0. The night before, tear up the bread into pieces no bigger than ¾ inch square, into the black turkey pan while you watch the football game. There may not be a live one, so be sure you’ve got one on tape. Football is necessary. Put the top on the pan, but don’t seal. We want the bread a little stale. Bake the pumpkin pies. Use the recipe on the back of the Libby’s can, but substitute dark brown sugar. Add extra pumpkin pie spice, maybe 2X the amount on the recipe. Mix one package of Lipton onion soup with the sour cream. Cover and refrigerate until tomorrow.

1. Get up at 6:00. AM. This is a requirement. Without doing this, it won’t be Thanksgiving.
2. Pour 2 ounces of Vodka in a glass. Add Ice. Sprinkle Tobasco sauce. Fill with Bloody Mary Mix. Open one pack of celery. Cut off the end of a piece, and stir the mix. Drink..
3. Turn on the oven to 350. Bake the Costco apple pie for 1 hour on a cookie sheet.
4. Open the turkey and wash it out. Remove the giblets and boil for about 20 minutes. Watch out, because they boil-over really easy! Don’t boil the neck. Save the water, but throw the giblets away. You’ll use the water in the stuffing..
5. While the giblets are boiling peel and chop the onions and about 12 stalks of celery. Mix with the broken bread in the black pan. I guess for the 2 loaves of bread, about 5-6 cups of chopped onion and 3-4 cups of chopped celery is about right. I like more onion than celery.
6. Add seasoning. I start with one heaping tablespoon of Bell’s for each ½ loaf of bread. If you used both loaves, that’s 4 heaping tablespoons of Bell’s. Add 1 teaspoon of salt, and ½ tablespoon of pepper.
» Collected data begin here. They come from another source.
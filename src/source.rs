//! Message source extraction.
//!
//! Server-forwarded lines lead with `:nick!login@host`; lines originated by
//! the server itself lead with `:server.name`. [`Source`] carries the split
//! components, with empty login/host when the sender is not a user.

use crate::casemap::irc_eq;

/// The origin of a server-forwarded line.
#[derive(Clone, Debug, Default, PartialEq, Eq)]
pub struct Source {
    /// Nickname, or the raw sender token for non-user sources.
    pub nick: String,
    /// Login (ident), empty for non-user sources.
    pub login: String,
    /// Hostname, empty for non-user sources.
    pub host: String,
}

impl Source {
    /// Build a source from explicit components.
    pub fn new(
        nick: impl Into<String>,
        login: impl Into<String>,
        host: impl Into<String>,
    ) -> Self {
        Self {
            nick: nick.into(),
            login: login.into(),
            host: host.into(),
        }
    }

    /// Split a sender token (leading `:` already present or not) into
    /// nick, login, and host.
    ///
    /// The token is treated as a user mask only when it contains `!`
    /// followed by `@`; anything else is kept whole in `nick` with empty
    /// login and host.
    pub fn parse(sender_info: &str) -> Self {
        let raw = sender_info.strip_prefix(':').unwrap_or(sender_info);
        if let (Some(exclamation), Some(at)) = (raw.find('!'), raw.find('@')) {
            if exclamation > 0 && exclamation < at {
                return Self {
                    nick: raw[..exclamation].to_owned(),
                    login: raw[exclamation + 1..at].to_owned(),
                    host: raw[at + 1..].to_owned(),
                };
            }
        }
        Self {
            nick: raw.to_owned(),
            login: String::new(),
            host: String::new(),
        }
    }

    /// Whether the sender token lacked a user mask (no `!user@host`).
    pub fn is_server(&self) -> bool {
        self.login.is_empty() && self.host.is_empty()
    }

    /// Case-insensitive nick comparison using the RFC 1459 mapping.
    pub fn nick_is(&self, nick: &str) -> bool {
        irc_eq(&self.nick, nick)
    }
}

impl std::fmt::Display for Source {
    fn fmt(&self, f: &mut std::fmt::Formatter<'_>) -> std::fmt::Result {
        if self.is_server() {
            f.write_str(&self.nick)
        } else {
            write!(f, "{}!{}@{}", self.nick, self.login, self.host)
        }
    }
}

#[cfg(test)]
mod tests {
    use super::*;

    #[test]
    fn test_parse_full_mask() {
        let s = Source::parse(":alice!~a@host.example");
        assert_eq!(s.nick, "alice");
        assert_eq!(s.login, "~a");
        assert_eq!(s.host, "host.example");
        assert!(!s.is_server());
    }

    #[test]
    fn test_parse_server_name() {
        let s = Source::parse(":irc.example.com");
        assert_eq!(s.nick, "irc.example.com");
        assert!(s.is_server());
    }

    #[test]
    fn test_parse_bare_nick() {
        let s = Source::parse("bob");
        assert_eq!(s.nick, "bob");
        assert!(s.is_server());
    }

    #[test]
    fn test_at_before_exclamation_is_not_a_mask() {
        let s = Source::parse(":weird@thing!x");
        assert_eq!(s.nick, "weird@thing!x");
        assert!(s.is_server());
    }

    #[test]
    fn test_nick_is_case_insensitive() {
        let s = Source::parse(":Alice!a@h");
        assert!(s.nick_is("alice"));
        assert!(s.nick_is("ALICE"));
        assert!(!s.nick_is("bob"));
    }

    #[test]
    fn test_display() {
        assert_eq!(Source::parse(":a!b@c").to_string(), "a!b@c");
        assert_eq!(Source::parse(":irc.net").to_string(), "irc.net");
    }
}
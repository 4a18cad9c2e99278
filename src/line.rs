//! Line-based codec for tokio.
//!
//! Frames the IRC byte stream into newline-terminated lines with a
//! configurable character encoding. Inbound lines are handed up with their
//! line ending stripped; outbound lines are hard-truncated so that the
//! total with the appended CRLF never exceeds 512 bytes.

use bytes::BytesMut;
use encoding_rs::Encoding;
use tokio_util::codec::{Decoder, Encoder};

use crate::error::ClientError;

/// The RFC 1459 maximum line length in bytes, including the trailing CRLF.
pub const MAX_LINE_LENGTH: usize = 512;

/// Line codec with a maximum length and a configurable encoding.
pub struct LineCodec {
    encoding: &'static Encoding,
    /// Index of next byte to check for newline.
    next_index: usize,
    /// Maximum line length, CRLF included.
    max_len: usize,
}

impl LineCodec {
    /// Create a new codec with the specified encoding label
    /// (e.g. `"utf-8"`, `"iso-8859-1"`). `None` selects UTF-8.
    ///
    /// # Errors
    ///
    /// Returns [`ClientError::InvalidArgument`] for an unknown label.
    pub fn new(label: Option<&str>) -> Result<Self, ClientError> {
        let encoding = match label {
            Some(label) => Encoding::for_label(label.as_bytes()).ok_or_else(|| {
                ClientError::InvalidArgument(format!("unknown encoding: {}", label))
            })?,
            None => encoding_rs::UTF_8,
        };
        Ok(Self {
            encoding,
            next_index: 0,
            max_len: MAX_LINE_LENGTH,
        })
    }

    /// The encoding this codec reads and writes.
    pub fn encoding(&self) -> &'static Encoding {
        self.encoding
    }
}

impl Decoder for LineCodec {
    type Item = String;
    type Error = ClientError;

    fn decode(&mut self, src: &mut BytesMut) -> Result<Option<String>, ClientError> {
        if let Some(offset) = src[self.next_index..].iter().position(|b| *b == b'\n') {
            let line = src.split_to(self.next_index + offset + 1);
            self.next_index = 0;

            let (cow, _, _) = self.encoding.decode(line.as_ref());
            let data = cow.trim_end_matches(['\r', '\n']).to_owned();
            Ok(Some(data))
        } else {
            // No complete line yet; remember where we stopped scanning. An
            // overlong partial is a protocol violation we surface upward.
            self.next_index = src.len();
            if src.len() > self.max_len {
                return Err(ClientError::Io(std::io::Error::new(
                    std::io::ErrorKind::InvalidData,
                    format!("inbound line exceeds {} bytes", self.max_len),
                )));
            }
            Ok(None)
        }
    }
}

impl Encoder<&str> for LineCodec {
    type Error = ClientError;

    fn encode(&mut self, line: &str, dst: &mut BytesMut) -> Result<(), ClientError> {
        let (bytes, _, _) = self.encoding.encode(line);
        let mut bytes = bytes.into_owned();
        // Hard cap: the encoded line plus CRLF must fit in max_len bytes.
        if bytes.len() > self.max_len - 2 {
            bytes.truncate(self.max_len - 2);
        }
        dst.extend_from_slice(&bytes);
        dst.extend_from_slice(b"\r\n");
        Ok(())
    }
}

#[cfg(test)]
mod tests {
    use super::*;

    #[test]
    fn test_decode_complete_line() {
        let mut codec = LineCodec::new(None).unwrap();
        let mut buf = BytesMut::from("PING :test\r\n");

        let result = codec.decode(&mut buf).unwrap();
        assert_eq!(result, Some("PING :test".to_string()));
        assert!(buf.is_empty());
    }

    #[test]
    fn test_decode_partial_line() {
        let mut codec = LineCodec::new(None).unwrap();
        let mut buf = BytesMut::from("PING :");

        let result = codec.decode(&mut buf).unwrap();
        assert_eq!(result, None);
    }

    #[test]
    fn test_decode_two_lines() {
        let mut codec = LineCodec::new(None).unwrap();
        let mut buf = BytesMut::from("PING :a\r\nPING :b\r\n");

        assert_eq!(codec.decode(&mut buf).unwrap(), Some("PING :a".to_string()));
        assert_eq!(codec.decode(&mut buf).unwrap(), Some("PING :b".to_string()));
        assert_eq!(codec.decode(&mut buf).unwrap(), None);
    }

    #[test]
    fn test_encode_appends_crlf() {
        let mut codec = LineCodec::new(None).unwrap();
        let mut buf = BytesMut::new();

        codec.encode("PONG :test", &mut buf).unwrap();
        assert_eq!(&buf[..], b"PONG :test\r\n");
    }

    #[test]
    fn test_encode_truncates_to_512() {
        let mut codec = LineCodec::new(None).unwrap();
        let mut buf = BytesMut::new();

        let long = format!("PRIVMSG #c :{}", "x".repeat(600));
        codec.encode(&long, &mut buf).unwrap();
        assert_eq!(buf.len(), MAX_LINE_LENGTH);
        assert!(buf.ends_with(b"\r\n"));
    }

    #[test]
    fn test_unknown_encoding_rejected() {
        assert!(matches!(
            LineCodec::new(Some("no-such-charset")),
            Err(ClientError::InvalidArgument(_))
        ));
    }

    #[test]
    fn test_latin1_round_trip() {
        let mut codec = LineCodec::new(Some("iso-8859-1")).unwrap();
        let mut buf = BytesMut::new();
        codec.encode("PRIVMSG #c :café", &mut buf).unwrap();
        // é is a single byte in latin-1
        assert_eq!(buf.len(), "PRIVMSG #c :caf".len() + 1 + 2);

        let mut inbound = BytesMut::from(&buf[..]);
        let decoded = codec.decode(&mut inbound).unwrap().unwrap();
        assert_eq!(decoded, "PRIVMSG #c :café");
    }
}
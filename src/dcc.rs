//! DCC (Direct Client-to-Client) negotiation.
//!
//! The manager interprets `DCC SEND`, `RESUME`, `ACCEPT`, and `CHAT`
//! requests arriving inside CTCP frames, tracks transfers parked for
//! resumption, and builds the session envelopes handed to event handlers.
//! The byte-level file transfer loop is the embedding application's
//! concern; only the negotiation and state envelope live here.

use std::net::{IpAddr, Ipv4Addr};
use std::sync::{Arc, Mutex};

use tokio::io::{AsyncBufReadExt, AsyncWriteExt, BufReader, BufWriter};
use tokio::net::tcp::{OwnedReadHalf, OwnedWriteHalf};
use tokio::net::TcpStream;
use tracing::debug;

use crate::casemap::irc_eq;
use crate::client::IrcClient;
use crate::event::Event;
use crate::source::Source;
use crate::util::long_to_ip;

/// Which side initiated a transfer.
#[derive(Clone, Copy, Debug, PartialEq, Eq)]
pub enum Direction {
    /// The peer offered the file to us.
    Incoming,
    /// We offered the file to the peer.
    Outgoing,
}

/// Lifecycle of a transfer envelope. The byte loop itself is external;
/// these states only reflect the negotiation.
#[derive(Clone, Copy, Debug, PartialEq, Eq)]
pub enum TransferState {
    /// Announced but not yet started.
    Queued,
    /// A RESUME round-trip is in flight.
    Resuming,
    /// Negotiation finished; bytes may flow.
    Transferring,
    /// Finished or abandoned.
    Done,
}

#[derive(Debug)]
struct TransferInner {
    direction: Direction,
    source: Source,
    filename: String,
    address: u64,
    port: u16,
    size: i64,
    progress: Mutex<u64>,
    state: Mutex<TransferState>,
}

/// A file-transfer envelope negotiated over DCC.
///
/// Cloning yields another handle to the same transfer; progress and state
/// updates are visible through every handle.
#[derive(Clone, Debug)]
pub struct DccFileTransfer {
    inner: Arc<TransferInner>,
}

impl DccFileTransfer {
    fn new(
        direction: Direction,
        source: Source,
        filename: impl Into<String>,
        address: u64,
        port: u16,
        size: i64,
    ) -> Self {
        Self {
            inner: Arc::new(TransferInner {
                direction,
                source,
                filename: filename.into(),
                address,
                port,
                size,
                progress: Mutex::new(0),
                state: Mutex::new(TransferState::Queued),
            }),
        }
    }

    pub(crate) fn incoming(
        source: Source,
        filename: impl Into<String>,
        address: u64,
        port: u16,
        size: i64,
    ) -> Self {
        Self::new(Direction::Incoming, source, filename, address, port, size)
    }

    pub(crate) fn outgoing(
        source: Source,
        filename: impl Into<String>,
        address: u64,
        port: u16,
        size: i64,
    ) -> Self {
        Self::new(Direction::Outgoing, source, filename, address, port, size)
    }

    /// Which side initiated the transfer.
    pub fn direction(&self) -> Direction {
        self.inner.direction
    }

    /// Nick of the peer.
    pub fn nick(&self) -> &str {
        &self.inner.source.nick
    }

    /// Login of the peer.
    pub fn login(&self) -> &str {
        &self.inner.source.login
    }

    /// Hostname of the peer.
    pub fn host(&self) -> &str {
        &self.inner.source.host
    }

    /// File name as advertised in the request.
    pub fn filename(&self) -> &str {
        &self.inner.filename
    }

    /// Integer-encoded IPv4 address advertised by the peer.
    pub fn address(&self) -> u64 {
        self.inner.address
    }

    /// TCP port negotiated for the transfer.
    pub fn port(&self) -> u16 {
        self.inner.port
    }

    /// Advertised file size, or -1 when the peer did not supply one.
    pub fn size(&self) -> i64 {
        self.inner.size
    }

    /// Byte offset the transfer will continue from.
    pub fn progress(&self) -> u64 {
        *self.inner.progress.lock().unwrap()
    }

    /// Current negotiation state.
    pub fn state(&self) -> TransferState {
        *self.inner.state.lock().unwrap()
    }

    pub(crate) fn set_progress(&self, progress: u64) {
        *self.inner.progress.lock().unwrap() = progress;
    }

    pub(crate) fn set_state(&self, state: TransferState) {
        *self.inner.state.lock().unwrap() = state;
    }

    /// Mark the envelope finished. Called by the external transfer loop.
    pub fn mark_done(&self) {
        self.set_state(TransferState::Done);
    }
}

impl PartialEq for DccFileTransfer {
    fn eq(&self, other: &Self) -> bool {
        Arc::ptr_eq(&self.inner, &other.inner)
    }
}

impl Eq for DccFileTransfer {}

/// An incoming DCC CHAT invitation.
///
/// The peer is listening at the advertised address and port; call
/// [`DccChat::accept`] to connect out and obtain a line-oriented session.
#[derive(Clone, Debug, PartialEq, Eq)]
pub struct DccChat {
    source: Source,
    address: u64,
    port: u16,
}

impl DccChat {
    pub(crate) fn new(source: Source, address: u64, port: u16) -> Self {
        Self {
            source,
            address,
            port,
        }
    }

    /// Nick of the inviting peer.
    pub fn nick(&self) -> &str {
        &self.source.nick
    }

    /// Login of the inviting peer.
    pub fn login(&self) -> &str {
        &self.source.login
    }

    /// Hostname of the inviting peer.
    pub fn host(&self) -> &str {
        &self.source.host
    }

    /// Integer-encoded IPv4 address the peer is listening on.
    pub fn address(&self) -> u64 {
        self.address
    }

    /// Port the peer is listening on.
    pub fn port(&self) -> u16 {
        self.port
    }

    /// Connect to the peer and establish the chat side-channel.
    ///
    /// Returns `None` if the connection cannot be made.
    pub async fn accept(&self) -> Option<DccChatSession> {
        let ip = IpAddr::V4(Ipv4Addr::from(long_to_ip(self.address)));
        match TcpStream::connect((ip, self.port)).await {
            Ok(stream) => Some(DccChatSession::new(self.source.nick.clone(), stream)),
            Err(err) => {
                debug!(nick = %self.source.nick, %err, "DCC CHAT connect failed");
                None
            }
        }
    }
}

/// An established DCC chat side-channel.
pub struct DccChatSession {
    nick: String,
    reader: BufReader<OwnedReadHalf>,
    writer: BufWriter<OwnedWriteHalf>,
}

impl DccChatSession {
    pub(crate) fn new(nick: String, stream: TcpStream) -> Self {
        let (read_half, write_half) = stream.into_split();
        Self {
            nick,
            reader: BufReader::new(read_half),
            writer: BufWriter::new(write_half),
        }
    }

    /// Nick of the peer on the other end.
    pub fn nick(&self) -> &str {
        &self.nick
    }

    /// Read the next line from the chat, `None` at end of stream.
    pub async fn read_line(&mut self) -> std::io::Result<Option<String>> {
        let mut line = String::new();
        let n = self.reader.read_line(&mut line).await?;
        if n == 0 {
            return Ok(None);
        }
        Ok(Some(line.trim_end_matches(['\r', '\n']).to_owned()))
    }

    /// Send one line to the peer.
    pub async fn send_line(&mut self, line: &str) -> std::io::Result<()> {
        self.writer.write_all(line.as_bytes()).await?;
        self.writer.write_all(b"\r\n").await?;
        self.writer.flush().await
    }
}

/// Interprets DCC requests and tracks transfers awaiting resumption.
#[derive(Debug, Default)]
pub(crate) struct DccManager {
    awaiting_resume: Mutex<Vec<DccFileTransfer>>,
}

impl DccManager {
    /// Process one `DCC <type> <args…>` request.
    ///
    /// Returns false when the request is not a verb this manager handles
    /// (or its arguments do not parse), in which case the dispatcher emits
    /// an unknown-line event instead.
    pub(crate) async fn process_request(
        &self,
        client: &IrcClient,
        source: &Source,
        request: &str,
    ) -> bool {
        let tokens: Vec<&str> = request.split_whitespace().collect();
        // The dispatcher only forwards requests with at least five tokens:
        // "DCC <type> <arg> <arg> <arg>".
        let (Some(&kind), Some(&filename)) = (tokens.get(1), tokens.get(2)) else {
            return false;
        };

        match kind {
            "SEND" => {
                let (Some(Ok(address)), Some(Ok(port))) = (
                    tokens.get(3).map(|t| t.parse::<u64>()),
                    tokens.get(4).map(|t| t.parse::<u16>()),
                ) else {
                    return false;
                };
                let size = tokens
                    .get(5)
                    .and_then(|t| t.parse::<i64>().ok())
                    .unwrap_or(-1);

                let transfer =
                    DccFileTransfer::incoming(source.clone(), filename, address, port, size);
                client
                    .dispatch_event(Event::IncomingFileTransfer { transfer })
                    .await;
            }
            "RESUME" => {
                let (Some(Ok(port)), Some(Ok(progress))) = (
                    tokens.get(3).map(|t| t.parse::<u16>()),
                    tokens.get(4).map(|t| t.parse::<u64>()),
                ) else {
                    return false;
                };

                if let Some(transfer) = self.take_awaiting_resume(&source.nick, port) {
                    transfer.set_progress(progress);
                    transfer.set_state(TransferState::Resuming);
                    // The filename in the ACCEPT reply is fixed; peers key
                    // the exchange on (nick, port) alone.
                    client.send_ctcp(
                        &source.nick,
                        &format!("DCC ACCEPT file.ext {} {}", port, progress),
                    );
                }
            }
            "ACCEPT" => {
                let (Some(Ok(port)), Some(Ok(progress))) = (
                    tokens.get(3).map(|t| t.parse::<u16>()),
                    tokens.get(4).map(|t| t.parse::<u64>()),
                ) else {
                    return false;
                };

                if let Some(transfer) = self.take_awaiting_resume(&source.nick, port) {
                    transfer.set_progress(progress);
                    transfer.set_state(TransferState::Transferring);
                }
            }
            "CHAT" => {
                let (Some(Ok(address)), Some(Ok(port))) = (
                    tokens.get(3).map(|t| t.parse::<u64>()),
                    tokens.get(4).map(|t| t.parse::<u16>()),
                ) else {
                    return false;
                };

                let chat = DccChat::new(source.clone(), address, port);
                // Handlers may block for a long time deciding whether to
                // accept, so the invitation is dispatched off the reader.
                let client = client.clone();
                tokio::spawn(async move {
                    client
                        .dispatch_event(Event::IncomingChatRequest { chat })
                        .await;
                });
            }
            _ => return false,
        }

        true
    }

    /// Park a transfer until the peer answers with RESUME or ACCEPT.
    pub(crate) fn park_awaiting_resume(&self, transfer: DccFileTransfer) {
        self.awaiting_resume.lock().unwrap().push(transfer);
    }

    /// Find and remove the parked transfer matching (nick, port).
    pub(crate) fn take_awaiting_resume(&self, nick: &str, port: u16) -> Option<DccFileTransfer> {
        let mut awaiting = self.awaiting_resume.lock().unwrap();
        let index = awaiting
            .iter()
            .position(|t| irc_eq(t.nick(), nick) && t.port() == port)?;
        Some(awaiting.remove(index))
    }
}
Mix well. Pour in some of the water you’ve saved from the giblets, and make the bread squish together. It takes less water than you may think, so start slowly and mix as you go until you get everything to kind of stick together. Don’t make it soupy, but too dry isn’t good either. Taste. Add salt, pepper and Bells as you think necessary. I usually end up adding more of everything. When the flavor “dances” on your tongue, you’ve got it right. Don’t add butter, it will be just fine. Don’t add raisins, don’t add nuts.
7. Repeat step 2.
8. In the sink, stuff the bird’s butt end first. Pack the stuffing in pretty good. Cookbooks you read tell you to pack it loosely, but don’t. It should use about ½ the stuffing there. Sew it closed with the laces or needles. Stuff the bird’s neck end second. Use ¼ of the stuffing there. Sew it closed.
9. Put the rest of the stuffing in a Corel or glass pan. Sink the turkey neck in the middle, and make little “dimples” with your thumb. Fill the dimples with marjorine. After you get some juice from the turkey, squirt it in to this pan. Cover with foil and bake for 1 hour.
10. Preheat the oven to 450 (hopefully you’ve removed the stuffing and the pie you were baking—if not, repeat step 2). Rinse the black pan. Put the turkey in, baste the outside with butter, cover loosely with aluminum foil. Leave a small hole , don’t cover completely to let some of the steam escape.
11. Put the turkey in the oven. Lower the temp to 350. It’s best if you close the oven door.
12. Repeat step 2.
13. Repeat step 2.
14. Bake the bread, use the breadmaker and just pour in the mix.
15. Repeat step 2. Bring out the chips and dip, and mix ½ the jar of horseradish with a rice-bowl full of seafood sauce, and put out the shrimp. Turn on the football game.
16. I baste the turkey with the juices about every hour. They make these “bulbs” that will suck up the juice, and I squirt that on the turkey. Replace the aluminum foil as necessary to keep it covered. I bake it for about 25-30 minutes per pound. Actually, I bake it until one of the legs relaxes and separates from the body. If it’s not brown, remove the aluminum foil for 20 minutes or so. Mine always browns up just fine when cooked covered.
17. Wash and peel the potatoes, cut into ¼ or 1/5. Boil until tender (25-35 mins)
18. Put the green beans in a glass dish, and mix in the can of mushroom soup. Add some water to make it moist, but not too “soupy”. Salt and pepper to taste. Bake at 350 for 15 minutes after the bubbling starts. Sprinkle the French’s fried onions on top and bake until they brown, and everything’s bubbling.
19. Boil the peas. Salt. If not Green Giant brand, add butter.
20. Cook the squash. I don’t remember how, but I don’t care. Anyway, add a little dark brown sugar. It helps.
21. Drain the potatoes, add a lot of melted butter and about ¼ cup of warmed milk (microwave) and use your mixer to whip the potatoes. Cover and salt and pepper to taste.
22. Repeat step 2.
23. Remove the turkey. It will probably take 2 people, with 2 pancake turners each to get it out. Don’t worry about leaving some behind, it helps the gravy. Cover the turkey with aluminum foil. Mix 2 heaping tablespoons of cornstarch in a glass of water, and add slowly to the turkey drippings. Add ½ teasponn of salt, and 1 teaspoon of pepper, and cook for a few minutes (10 or so), constantly stirring. This actually accomplishes 2 things: it helps get the stuck stuff off the pan so washing’s easier later, and breaks up the leftover stuffing and turkey to mix in the gravy. Taste, add more salt and pepper to taste. Taste often. It’s fun.
24. Sit down and eat. Eat more. Serve the pies with Ice Cream and Reddi-Whip.
25. Let somebody else do the dishes.
26. Repeat step 2, and excuse yourself, closing the bedroom door behind you.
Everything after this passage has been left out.